Eight a.m. and Rose has dropped off at the S.market on the way home from work. It was cold and damp and as I sat in the car I spotted, tied to a post a few yards from where I was parked, an obviouslty ancient border collie bitch. She was hunched up and shivering, and looking somewhat confused. Not being able to ignore her I took the boys blanket from the back of my car, they didn't need it, and walked over to her, I placed it over her and sat down with her hoping she'd get some comfort from a friendly arm around her shoulders. She appeared to be well fed so I did'nt really consider the thought that she might have been dumped, and in fact she hadn't. for shortly an old man came out of the shop and came to her, she tried very hard to greet him but it was all too much effort, I attempted to explain what I was doing but he just looked through me, gathered up her lead and walked off.
Here's the thing though, it was quite plain that both she and her owner were crippled with athritis, he limped along with the aid of a stick and his old dog was frankly struggling to keep up, even at the slow pace he was capable of, but she somehow managed, with frequent halts and sit downs, to reach the end of the store and out of my sight.

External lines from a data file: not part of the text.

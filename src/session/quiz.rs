//! Quiz attempt state machine
//!
//! ```text
//! NotStarted --start--> AwaitingAnswer(0)
//! AwaitingAnswer(i) --select--> AnswerRevealed(i)
//! AnswerRevealed(i) --advance--> AwaitingAnswer(i+1)   if i+1 < n
//! AnswerRevealed(i) --advance--> Completed             if i+1 == n
//! ```

use log::debug;
use serde::{Deserialize, Serialize};

use super::Rejected;
use crate::content::Question;
use crate::ANSWER_COUNT;

/// Where an attempt currently stands
#[derive(Debug, Clone, Copy, PartialEq, Eq, Default)]
pub enum QuizPhase {
    #[default]
    NotStarted,
    AwaitingAnswer(usize),
    AnswerRevealed(usize),
    Completed,
}

/// Immutable log entry for one answered question
#[derive(Debug, Clone, Copy, PartialEq, Eq, Serialize, Deserialize)]
pub struct AnswerRecord {
    pub question_index: usize,
    pub selected_index: usize,
    pub correct: bool,
}

/// How an answer option is marked once the question is answered
#[derive(Debug, Clone, Copy, PartialEq, Eq, Default)]
pub enum OptionMark {
    #[default]
    Unmarked,
    Correct,
    Incorrect,
}

/// State of one quiz attempt
#[derive(Debug, Clone, PartialEq, Eq)]
pub struct QuizState {
    phase: QuizPhase,
    score: usize,
    answers: Vec<AnswerRecord>,
    question_count: usize,
}

impl QuizState {
    pub fn new(question_count: usize) -> Self {
        Self {
            phase: QuizPhase::NotStarted,
            score: 0,
            answers: Vec::with_capacity(question_count),
            question_count,
        }
    }

    /// Reset the attempt and ask the first question
    pub fn start(&mut self) {
        self.score = 0;
        self.answers.clear();
        self.phase = if self.question_count == 0 {
            QuizPhase::Completed
        } else {
            QuizPhase::AwaitingAnswer(0)
        };
    }

    pub fn phase(&self) -> QuizPhase {
        self.phase
    }

    pub fn score(&self) -> usize {
        self.score
    }

    pub fn answers(&self) -> &[AnswerRecord] {
        &self.answers
    }

    pub fn question_count(&self) -> usize {
        self.question_count
    }

    pub fn is_completed(&self) -> bool {
        self.phase == QuizPhase::Completed
    }

    /// Index of the question being asked; equals the question count once completed
    pub fn current_question_index(&self) -> usize {
        match self.phase {
            QuizPhase::NotStarted => 0,
            QuizPhase::AwaitingAnswer(i) | QuizPhase::AnswerRevealed(i) => i,
            QuizPhase::Completed => self.question_count,
        }
    }

    /// Record the learner's choice for the current question
    ///
    /// Only the first selection per question counts.
    pub fn select(
        &mut self,
        questions: &[Question],
        selected_index: usize,
    ) -> Result<AnswerRecord, Rejected> {
        let question_index = match self.phase {
            QuizPhase::AwaitingAnswer(i) => i,
            QuizPhase::AnswerRevealed(_) => return Err(Rejected::AlreadyAnswered),
            QuizPhase::NotStarted | QuizPhase::Completed => {
                return Err(Rejected::NoActiveQuestion)
            }
        };

        if selected_index >= ANSWER_COUNT {
            return Err(Rejected::OptionOutOfRange(selected_index));
        }

        let question = questions
            .get(question_index)
            .ok_or(Rejected::NoActiveQuestion)?;

        let record = AnswerRecord {
            question_index,
            selected_index,
            correct: question.is_correct(selected_index),
        };

        if record.correct {
            self.score += 1;
        }
        self.answers.push(record);
        self.phase = QuizPhase::AnswerRevealed(question_index);
        debug!(
            "question {} answered with {} ({})",
            question_index + 1,
            selected_index,
            if record.correct { "correct" } else { "incorrect" }
        );

        Ok(record)
    }

    /// Move past an answered question
    pub fn advance(&mut self) -> Result<QuizPhase, Rejected> {
        let question_index = match self.phase {
            QuizPhase::AnswerRevealed(i) => i,
            QuizPhase::AwaitingAnswer(_) => return Err(Rejected::NotAnswered),
            QuizPhase::NotStarted | QuizPhase::Completed => {
                return Err(Rejected::NoActiveQuestion)
            }
        };

        self.phase = if question_index + 1 < self.question_count {
            QuizPhase::AwaitingAnswer(question_index + 1)
        } else {
            QuizPhase::Completed
        };
        Ok(self.phase)
    }

    /// The record for the question on screen, once it has been answered
    pub fn current_answer(&self) -> Option<&AnswerRecord> {
        match self.phase {
            QuizPhase::AnswerRevealed(i) => self.answers.last().filter(|r| r.question_index == i),
            _ => None,
        }
    }

    /// Marks for the four options of the current question
    ///
    /// The chosen option is marked correct or incorrect; after a wrong
    /// choice the right option is marked too.
    pub fn option_marks(&self, question: &Question) -> [OptionMark; ANSWER_COUNT] {
        let mut marks = [OptionMark::Unmarked; ANSWER_COUNT];
        if let Some(record) = self.current_answer() {
            if record.correct {
                marks[record.selected_index] = OptionMark::Correct;
            } else {
                marks[record.selected_index] = OptionMark::Incorrect;
                if let Some(mark) = marks.get_mut(question.correct_index) {
                    *mark = OptionMark::Correct;
                }
            }
        }
        marks
    }
}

My first thoughts were that in no way could I allow one of my dogs to get to that stage, when movement became such a painful thing to achieve, I would have to make that awful trip to the vets, familiar to many of us. Then I got to thinking that maybe this old pair only had each other for company, I'm no spring chicken, but this chap could have given me a few good years. It occured to me that perhaps each was waiting for the other to cross the bridge before going to sleep themselves.
I'm probably just being fanciful, but the sight of that ancient and stuggling along behind her equally ancient and tired looking boss, has stuck in my mind all day, and I'm damned if I can shake it.
On a lighter note, I've had the shooting dates through the post and Skye will be making his debut on the 22nd of this month. I'd be lying if I said I wasn't a teeny bit anxious..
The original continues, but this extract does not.